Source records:
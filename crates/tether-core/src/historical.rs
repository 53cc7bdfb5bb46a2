//! HistoricalJob: a job reconstructed from run history
//!
//! When a run starts, the host persists the job snapshot it planned against.
//! [`HistoricalJob`] rebuilds a [`RepresentedJob`] from that stored payload
//! without touching any code location, so a run stays queryable after its
//! definitions change or its location disappears.

use crate::error::{EntityKind, Error, Result};
use crate::external::ExternalJob;
use crate::job_index::JobIndex;
use crate::represented::RepresentedJob;
use crate::serdes::{deserialize_snapshot, serialize_snapshot, Snapshot};
use crate::snapshot::{JobSnapshot, PartitionSetSnap};
use serde::{Deserialize, Serialize};
use std::collections::HashMap;
use std::sync::{Arc, RwLock};
use tracing::debug;

/// What a run persists about the job it executes
#[derive(Debug, Clone, PartialEq, Serialize, Deserialize)]
#[serde(deny_unknown_fields)]
pub struct HistoricalJobSnapshot {
    pub job_snapshot: JobSnapshot,

    #[serde(default)]
    pub parent_job_snapshot: Option<JobSnapshot>,

    #[serde(default)]
    pub partition_sets: Vec<PartitionSetSnap>,
}

impl Snapshot for HistoricalJobSnapshot {
    const KIND: &'static str = "historical_job";
}

impl HistoricalJobSnapshot {
    /// Capture a live job for storage alongside a run
    pub fn for_job(job: &ExternalJob) -> Self {
        let index = job.job_index();
        Self {
            job_snapshot: index.job_snapshot().as_ref().clone(),
            parent_job_snapshot: index.parent_job_snapshot().map(|p| p.as_ref().clone()),
            partition_sets: index.partition_sets().cloned().collect(),
        }
    }

    pub fn to_payload(&self) -> Result<String> {
        serialize_snapshot(self)
    }
}

/// Run-history storage, keyed by run id
pub trait RunSnapshotStore: Send + Sync {
    /// Stored payload for a run; `NotFound` when the run is unknown
    fn get_snapshot(&self, run_id: &str) -> Result<String>;

    fn put_snapshot(&self, run_id: &str, payload: String) -> Result<()>;
}

/// Store backed by a map, for embedding and tests
#[derive(Debug, Default)]
pub struct InMemoryRunSnapshotStore {
    snapshots: RwLock<HashMap<String, String>>,
}

impl InMemoryRunSnapshotStore {
    pub fn new() -> Self {
        Self::default()
    }
}

impl RunSnapshotStore for InMemoryRunSnapshotStore {
    fn get_snapshot(&self, run_id: &str) -> Result<String> {
        let snapshots = self.snapshots.read().unwrap_or_else(|e| e.into_inner());
        snapshots
            .get(run_id)
            .cloned()
            .ok_or_else(|| Error::not_found(EntityKind::Run, run_id))
    }

    fn put_snapshot(&self, run_id: &str, payload: String) -> Result<()> {
        let mut snapshots = self.snapshots.write().unwrap_or_else(|e| e.into_inner());
        snapshots.insert(run_id.to_string(), payload);
        Ok(())
    }
}

/// A job as it was when a past run was planned
#[derive(Debug, Clone)]
pub struct HistoricalJob {
    run_id: String,
    index: Arc<JobIndex>,
}

impl HistoricalJob {
    /// Rebuild from a stored payload
    ///
    /// A corrupt payload fails with `SnapshotDeserialization`, never with
    /// `NotFound`.
    pub fn reconstruct(run_id: &str, stored_payload: &str) -> Result<Self> {
        let stored: HistoricalJobSnapshot = deserialize_snapshot(stored_payload)?;
        debug!(
            "Reconstructed job {} for run {}",
            stored.job_snapshot.name, run_id
        );
        Ok(Self::from_snapshot(run_id, stored))
    }

    /// Load from run storage, then rebuild
    pub fn from_store(store: &dyn RunSnapshotStore, run_id: &str) -> Result<Self> {
        let payload = store.get_snapshot(run_id)?;
        Self::reconstruct(run_id, &payload)
    }

    pub fn from_snapshot(run_id: &str, stored: HistoricalJobSnapshot) -> Self {
        let index = JobIndex::new(
            Arc::new(stored.job_snapshot),
            stored.parent_job_snapshot.map(Arc::new),
            stored.partition_sets,
        );
        Self {
            run_id: run_id.to_string(),
            index: Arc::new(index),
        }
    }

    pub fn run_id(&self) -> &str {
        &self.run_id
    }

    pub fn identifying_job_snapshot_id(&self) -> &str {
        self.index
            .parent_job_snapshot_id()
            .unwrap_or_else(|| self.index.job_snapshot_id())
    }
}

impl RepresentedJob for HistoricalJob {
    fn name(&self) -> &str {
        self.index.name()
    }

    fn job_index(&self) -> &JobIndex {
        &self.index
    }
}

#[cfg(test)]
mod tests {
    use super::*;
    use crate::error::DeserializationError;
    use crate::external::ExternalRepository;
    use crate::origin::{CodeLocationOrigin, InProcessOrigin};
    use crate::testing::etl_repository;

    fn live_job() -> Arc<ExternalJob> {
        let repo = ExternalRepository::from_location(
            Arc::new(etl_repository("analytics")),
            CodeLocationOrigin::InProcess(InProcessOrigin::new("defs")),
        );
        repo.get_job("etl_job").unwrap()
    }

    #[test]
    fn test_historical_matches_live() {
        let live = live_job();
        let payload = HistoricalJobSnapshot::for_job(&live).to_payload().unwrap();
        let historical = HistoricalJob::reconstruct("run-1", &payload).unwrap();

        assert_eq!(historical.run_id(), "run-1");
        assert_eq!(historical.name(), live.name());
        assert_eq!(historical.get_graph_structure(), live.get_graph_structure());
        assert_eq!(historical.job_snapshot_id(), live.job_snapshot_id());
        assert_eq!(
            historical.get_op("transform").unwrap(),
            live.get_op("transform").unwrap()
        );
        assert_eq!(historical.get_resource_defs(), live.get_resource_defs());
        assert!(historical.get_partition_set("etl_job_partition_set").is_ok());
    }

    #[test]
    fn test_corrupt_payload_is_not_not_found() {
        let err = HistoricalJob::reconstruct("run-1", "{\"schema_version\": 1").unwrap_err();
        assert!(matches!(
            err,
            Error::SnapshotDeserialization(DeserializationError::Corrupt(_))
        ));
        assert!(!err.is_not_found());
    }

    #[test]
    fn test_store_round_trip() {
        let store = InMemoryRunSnapshotStore::new();
        let payload = HistoricalJobSnapshot::for_job(&live_job()).to_payload().unwrap();
        store.put_snapshot("run-7", payload).unwrap();

        let job = HistoricalJob::from_store(&store, "run-7").unwrap();
        assert_eq!(job.name(), "etl_job");
    }

    #[test]
    fn test_unknown_run() {
        let store = InMemoryRunSnapshotStore::new();
        let err = HistoricalJob::from_store(&store, "missing-run").unwrap_err();
        assert_eq!(err, Error::not_found(EntityKind::Run, "missing-run"));
    }

    #[test]
    fn test_survives_redefinition() {
        let store = InMemoryRunSnapshotStore::new();
        let before = live_job();
        store
            .put_snapshot("run-1", HistoricalJobSnapshot::for_job(&before).to_payload().unwrap())
            .unwrap();

        // The location now serves a job with an extra op.
        let mut changed = etl_repository("analytics");
        changed.jobs[0].job_snapshot.ops.push(
            crate::testing::OpBuilder::new("audit")
                .input_from("loaded", "load")
                .build(),
        );
        let repo = ExternalRepository::from_location(
            Arc::new(changed),
            CodeLocationOrigin::InProcess(InProcessOrigin::new("defs")),
        );
        let after = repo.get_job("etl_job").unwrap();
        assert!(after.get_op("audit").is_ok());

        let historical = HistoricalJob::from_store(&store, "run-1").unwrap();
        assert!(historical.get_op("audit").unwrap_err().is_not_found());
        assert_eq!(historical.get_graph_structure(), before.get_graph_structure());
        assert_ne!(historical.job_snapshot_id(), after.job_snapshot_id());
    }
}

Brief: Reply with the complete records, restated exactly.

Response to this task:
filename crates/tether-core/src/historical.rs
repository 53cc7bdfb5bb46a2
//! HistoricalJob: a job reconstructed from run history
//!
//! When a run starts, the host persists the job snapshot it planned against.
//! [`HistoricalJob`] rebuilds a [`RepresentedJob`] from that stored payload
//! without touching any code location, so a run stays queryable after its
//! definitions change or its location disappears.

use crate::error::{EntityKind, Error, Result};
use crate::external::ExternalJob;
use crate::job_index::JobIndex;
use crate::represented::RepresentedJob;
use crate::serdes::{deserialize_snapshot, serialize_snapshot, Snapshot};
use crate::snapshot::{JobSnapshot, PartitionSetSnap};
use serde::{Deserialize, Serialize};
use std::collections::HashMap;
use std::sync::{Arc, RwLock};
use tracing::debug;

/// What a run persists about the job it executes
#[derive(Debug, Clone, PartialEq, Serialize, Deserialize)]
#[serde(deny_unknown_fields)]
pub struct HistoricalJobSnapshot {
    pub job_snapshot: JobSnapshot,

    #[serde(default)]
    pub parent_job_snapshot: Option<JobSnapshot>,

    #[serde(default)]
    pub partition_sets: Vec<PartitionSetSnap>,
}

impl Snapshot for HistoricalJobSnapshot {
    const KIND: &'static str = "historical_job";
}

impl HistoricalJobSnapshot {
    /// Capture a live job for storage alongside a run
    pub fn for_job(job: &ExternalJob) -> Self {
        let index = job.job_index();
        Self {
            job_snapshot: index.job_snapshot().as_ref().clone(),
            parent_job_snapshot: index.parent_job_snapshot().map(|p| p.as_ref().clone()),
            partition_sets: index.partition_sets().cloned().collect(),
        }
    }

    pub fn to_payload(&self) -> Result<String> {
        serialize_snapshot(self)
    }
}

/// Run-history storage, keyed by run id
pub trait RunSnapshotStore: Send + Sync {
    /// Stored payload for a run; `NotFound` when the run is unknown
    fn get_snapshot(&self, run_id: &str) -> Result<String>;

    fn put_snapshot(&self, run_id: &str, payload: String) -> Result<()>;
}

/// Store backed by a map, for embedding and tests
#[derive(Debug, Default)]
pub struct InMemoryRunSnapshotStore {
    snapshots: RwLock<HashMap<String, String>>,
}

impl InMemoryRunSnapshotStore {
    pub fn new() -> Self {
        Self::default()
    }
}

impl RunSnapshotStore for InMemoryRunSnapshotStore {
    fn get_snapshot(&self, run_id: &str) -> Result<String> {
        let snapshots = self.snapshots.read().unwrap_or_else(|e| e.into_inner());
        snapshots
            .get(run_id)
            .cloned()
            .ok_or_else(|| Error::not_found(EntityKind::Run, run_id))
    }

    fn put_snapshot(&self, run_id: &str, payload: String) -> Result<()> {
        let mut snapshots = self.snapshots.write().unwrap_or_else(|e| e.into_inner());
        snapshots.insert(run_id.to_string(), payload);
        Ok(())
    }
}

/// A job as it was when a past run was planned
#[derive(Debug, Clone)]
pub struct HistoricalJob {
    run_id: String,
    index: Arc<JobIndex>,
}

impl HistoricalJob {
    /// Rebuild from a stored payload
    ///
    /// A corrupt payload fails with `SnapshotDeserialization`, never with
    /// `NotFound`.
    pub fn reconstruct(run_id: &str, stored_payload: &str) -> Result<Self> {
        let stored: HistoricalJobSnapshot = deserialize_snapshot(stored_payload)?;
        debug!(
            "Reconstructed job {} for run {}",
            stored.job_snapshot.name, run_id
        );
        Ok(Self::from_snapshot(run_id, stored))
    }

    /// Load from run storage, then rebuild
    pub fn from_store(store: &dyn RunSnapshotStore, run_id: &str) -> Result<Self> {
        let payload = store.get_snapshot(run_id)?;
        Self::reconstruct(run_id, &payload)
    }

    pub fn from_snapshot(run_id: &str, stored: HistoricalJobSnapshot) -> Self {
        let index = JobIndex::new(
            Arc::new(stored.job_snapshot),
            stored.parent_job_snapshot.map(Arc::new),
            stored.partition_sets,
        );
        Self {
            run_id: run_id.to_string(),
            index: Arc::new(index),
        }
    }

    pub fn run_id(&self) -> &str {
        &self.run_id
    }

    pub fn identifying_job_snapshot_id(&self) -> &str {
        self.index
            .parent_job_snapshot_id()
            .unwrap_or_else(|| self.index.job_snapshot_id())
    }
}

impl RepresentedJob for HistoricalJob {
    fn name(&self) -> &str {
        self.index.name()
    }

    fn job_index(&self) -> &JobIndex {
        &self.index
    }
}

#[cfg(test)]
mod tests {
    use super::*;
    use crate::error::DeserializationError;
    use crate::external::ExternalRepository;
    use crate::origin::{CodeLocationOrigin, InProcessOrigin};
    use crate::testing::etl_repository;

    fn live_job() -> Arc<ExternalJob> {
        let repo = ExternalRepository::from_location(
            Arc::new(etl_repository("analytics")),
            CodeLocationOrigin::InProcess(InProcessOrigin::new("defs")),
        );
        repo.get_job("etl_job").unwrap()
    }

    #[test]
    fn test_historical_matches_live() {
        let live = live_job();
        let payload = HistoricalJobSnapshot::for_job(&live).to_payload().unwrap();
        let historical = HistoricalJob::reconstruct("run-1", &payload).unwrap();

        assert_eq!(historical.run_id(), "run-1");
        assert_eq!(historical.name(), live.name());
        assert_eq!(historical.get_graph_structure(), live.get_graph_structure());
        assert_eq!(historical.job_snapshot_id(), live.job_snapshot_id());
        assert_eq!(
            historical.get_op("transform").unwrap(),
            live.get_op("transform").unwrap()
        );
        assert_eq!(historical.get_resource_defs(), live.get_resource_defs());
        assert!(historical.get_partition_set("etl_job_partition_set").is_ok());
    }

    #[test]
    fn test_corrupt_payload_is_not_not_found() {
        let err = HistoricalJob::reconstruct("run-1", "{\"schema_version\": 1").unwrap_err();
        assert!(matches!(
            err,
            Error::SnapshotDeserialization(DeserializationError::Corrupt(_))
        ));
        assert!(!err.is_not_found());
    }

    #[test]
    fn test_store_round_trip() {
        let store = InMemoryRunSnapshotStore::new();
        let payload = HistoricalJobSnapshot::for_job(&live_job()).to_payload().unwrap();
        store.put_snapshot("run-7", payload).unwrap();

        let job = HistoricalJob::from_store(&store, "run-7").unwrap();
        assert_eq!(job.name(), "etl_job");
    }

    #[test]
    fn test_unknown_run() {
        let store = InMemoryRunSnapshotStore::new();
        let err = HistoricalJob::from_store(&store, "missing-run").unwrap_err();
        assert_eq!(err, Error::not_found(EntityKind::Run, "missing-run"));
    }

    #[test]
    fn test_survives_redefinition() {
        let store = InMemoryRunSnapshotStore::new();
        let before = live_job();
        store
            .put_snapshot("run-1", HistoricalJobSnapshot::for_job(&before).to_payload().unwrap())
            .unwrap();

        // The location now serves a job with an extra op.
        let mut changed = etl_repository("analytics");
        changed.jobs[0].job_snapshot.ops.push(
            crate::testing::OpBuilder::new("audit")
                .input_from("loaded", "load")
                .build(),
        );
        let repo = ExternalRepository::from_location(
            Arc::new(changed),
            CodeLocationOrigin::InProcess(InProcessOrigin::new("defs")),
        );
        let after = repo.get_job("etl_job").unwrap();
        assert!(after.get_op("audit").is_ok());

        let historical = HistoricalJob::from_store(&store, "run-1").unwrap();
        assert!(historical.get_op("audit").unwrap_err().is_not_found());
        assert_eq!(historical.get_graph_structure(), before.get_graph_structure());
        assert_ne!(historical.job_snapshot_id(), after.job_snapshot_id());
    }
}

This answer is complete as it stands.